INT. DAY - A DIMLY LIT STUDIO

APARTMENT

MARIAM, a diminutive and slightly

built 30-something female, who

passes for 20-something, stands

toward the back of the stage in

front of a dresser with a larger

mirror. Her back is to the audience,

but her face is reflected in the

mirror so the audience can see her.

She inspects a mobile phone. The

light from the phone's display

illuminates her face. She reads a

message from her phone out-loud in a

soliloquy.

MARIAM

Nour, looking back it is obvious. But while I felt I was

living in the moment, it never occurred to me. (BEAT) How

could it? I never stopped to think, ruminate or ponder. I

just kept going...moving to my next fascination...and they

always came quickly, like flipping channels on a television.

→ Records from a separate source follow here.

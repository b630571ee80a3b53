//! First-start initialization: legacy import or default seeding.

use std::path::Path;

use chrono::Utc;

use super::{legacy_items, migrate_legacy_document, ContentStore};
use crate::errors::AppError;
use crate::models::{Collection, NewItem};

/// What happened when the store was initialized.
#[derive(Debug, Clone, PartialEq, Eq)]
pub enum BootstrapOutcome {
    /// The store was set up by an earlier run.
    AlreadyInitialized,
    /// Items were imported from the legacy JSON file.
    Imported { migrated: usize, imported: usize },
    /// Placeholder content was created.
    Seeded,
}

/// Make sure every collection exists, importing or seeding on the first run.
///
/// A legacy file that cannot be read or parsed aborts startup.
pub async fn bootstrap_store(
    store: &ContentStore,
    legacy_path: Option<&Path>,
) -> Result<BootstrapOutcome, AppError> {
    if store.is_initialized().await? {
        return Ok(BootstrapOutcome::AlreadyInitialized);
    }

    if let Some(path) = legacy_path.filter(|p| p.exists()) {
        tracing::info!("Importing legacy data from {:?}", path);

        let raw = tokio::fs::read_to_string(path).await?;
        let mut doc: serde_json::Value = serde_json::from_str(&raw).map_err(|e| {
            AppError::Internal(format!("Malformed legacy data in {:?}: {}", path, e))
        })?;

        let now = Utc::now();
        let migrated = migrate_legacy_document(&mut doc, now)?;
        let items = legacy_items(&doc, now)?;
        let imported = store.import_items(&items).await?;

        tracing::info!(
            "Imported {} legacy items ({} migrated from the old format)",
            imported,
            migrated
        );
        return Ok(BootstrapOutcome::Imported { migrated, imported });
    }

    store.seed_defaults(&default_items()).await?;
    tracing::info!("Seeded default site content");
    Ok(BootstrapOutcome::Seeded)
}

/// One placeholder item each for news, faq and classes. Forms start empty.
fn default_items() -> Vec<(Collection, NewItem)> {
    let today = Utc::now().date_naive();
    let placeholder = |title: &str, content: &str| NewItem {
        title: title.to_string(),
        content: content.to_string(),
        editable_date: Some(today),
        ..Default::default()
    };

    vec![
        (
            Collection::News,
            placeholder("Default News Title", "Default news content"),
        ),
        (
            Collection::Faq,
            placeholder("Default FAQ Title", "Default FAQ content"),
        ),
        (
            Collection::Classes,
            placeholder("Default Class Title", "Default class content"),
        ),
    ]
}
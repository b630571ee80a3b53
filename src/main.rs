//! Site Content Backend
//!
//! REST backend for the firm's public website and its admin dashboard:
//! news, FAQ, downloadable forms, class signups and the alert banner,
//! persisted in SQLite.

mod api;
mod auth;
mod config;
mod db;
mod errors;
mod files;
mod models;

use std::sync::Arc;

use axum::{
    extract::DefaultBodyLimit,
    middleware,
    routing::{delete, get, post, put},
    Router,
};
use tower_http::cors::{Any, CorsLayer};
use tower_http::trace::TraceLayer;
use tracing_subscriber::{layer::SubscriberExt, util::SubscriberInitExt, EnvFilter};

use auth::{DownloadAuthorizer, HeaderDownloadAuthorizer};
use config::Config;
use db::ContentStore;
use files::{DiskFileStore, FileStore};

/// Application state shared across all handlers.
#[derive(Clone)]
pub struct AppState {
    pub store: Arc<ContentStore>,
    pub downloads: Arc<dyn DownloadAuthorizer>,
    pub config: Arc<Config>,
}

#[tokio::main]
async fn main() -> Result<(), Box<dyn std::error::Error>> {
    // Load configuration
    let config = Config::from_env()?;

    // Initialize logging
    let env_filter =
        EnvFilter::try_from_default_env().unwrap_or_else(|_| EnvFilter::new(&config.log_level));

    tracing_subscriber::registry()
        .with(env_filter)
        .with(tracing_subscriber::fmt::layer())
        .init();

    tracing::info!("Starting Site Content Backend");
    tracing::info!("Database path: {:?}", config.db_path);
    tracing::info!("Upload directory: {:?}", config.upload_dir);
    tracing::info!("Bind address: {}", config.bind_addr);

    // Warn if PSK is not configured
    if config.api_psk.is_none() {
        tracing::warn!("No API PSK configured (SITE_API_PSK). Authentication is disabled!");
    } else if config.download_token.is_none() {
        tracing::warn!("No SITE_DOWNLOAD_TOKEN configured. Only admins can download forms");
    }

    // Initialize database and attachment storage
    let pool = db::init_database(&config.db_path).await?;
    let files: Arc<dyn FileStore> = Arc::new(DiskFileStore::new(&config.upload_dir));
    tracing::info!("Attachment backend: {}", files.backend_tag());
    let store = Arc::new(ContentStore::new(pool, files));

    // First run: import legacy data or seed placeholders
    let outcome = db::bootstrap_store(&store, config.legacy_data_path.as_deref()).await?;
    tracing::info!("Store ready: {:?}", outcome);

    // Create application state
    let state = AppState {
        store,
        downloads: Arc::new(HeaderDownloadAuthorizer::new(
            config.api_psk.clone(),
            config.download_token.clone(),
        )),
        config: Arc::new(config.clone()),
    };

    // Build router
    let app = create_router(state);

    // Start server
    let listener = tokio::net::TcpListener::bind(&config.bind_addr).await?;
    tracing::info!("Server listening on {}", config.bind_addr);

    axum::serve(listener, app).await?;

    Ok(())
}

/// Create the application router with all routes.
pub fn create_router(state: AppState) -> Router {
    // CORS configuration
    let cors = CorsLayer::new()
        .allow_origin(Any)
        .allow_methods(Any)
        .allow_headers(Any);

    // Clone PSK for the auth layer
    let psk = state.config.api_psk.clone();

    // Multipart framing on top of the file itself
    let upload_limit = state.config.max_upload_bytes + 64 * 1024;

    // Dashboard routes
    let admin_routes = Router::new()
        .route("/site", get(api::get_admin_site))
        .route("/revision", get(api::get_revision))
        // Collections
        .route(
            "/collections/{name}",
            get(api::list_collection).post(api::create_item),
        )
        .route("/collections/{name}/order", put(api::reorder_collection))
        .route(
            "/collections/{name}/{id}",
            get(api::get_item)
                .put(api::update_item)
                .delete(api::delete_item),
        )
        // Forms
        .route(
            "/forms",
            post(api::upload_form).layer(DefaultBodyLimit::max(upload_limit)),
        )
        // Alert
        .route("/alert", put(api::save_alert))
        // Rosters
        .route(
            "/classes/{id}/roster/{index}",
            delete(api::delete_roster_entry),
        )
        // Apply PSK auth middleware
        .layer(middleware::from_fn(move |req, next| {
            auth::psk_auth_layer(psk.clone(), req, next)
        }));

    // Public site routes
    let public_routes = Router::new()
        .route("/site", get(api::get_public_site))
        .route("/collections/{name}", get(api::list_public_collection))
        .route("/alert", get(api::get_alert))
        .route("/classes/{id}/signup", post(api::sign_up))
        .route("/forms/{id}/download", get(api::download_form))
        .nest("/admin", admin_routes);

    // Health check (no auth required)
    let health_routes = Router::new().route("/health", get(health_check));

    Router::new()
        .nest("/api", public_routes)
        .merge(health_routes)
        .layer(cors)
        .layer(TraceLayer::new_for_http())
        .with_state(state)
}

/// Health check endpoint.
async fn health_check() -> &'static str {
    "OK"
}

#[cfg(test)]
mod test_support;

MARIAM looks away from the phone,

but not directly into the mirror

MARIAM

Ughhhh-Oh my god, what've I done!?

MARIAM sighs, looks up at herself in

the mirror and cringes. Her

attention returns to the phone. She

continues reading out-loud.

MARIAM

Fucking hell, how we'd get here? I know I shouldn't have said

anything to you last week. (BEAT) It seems like yesterday I

was hopeful, everything before me made sense and I was

tenacious (BEAT) Now I drown in anxiety. (BEAT) This

goddamned isolation, which I so craved has metastasized into

a burdensome presence that won't allow me to ignore myself

any longer. (BEAT) I miss you. (BEAT) I took you for granted

because I loved your company when I needed it. (BEAT) I know

I was wrong, but I need you more than ever.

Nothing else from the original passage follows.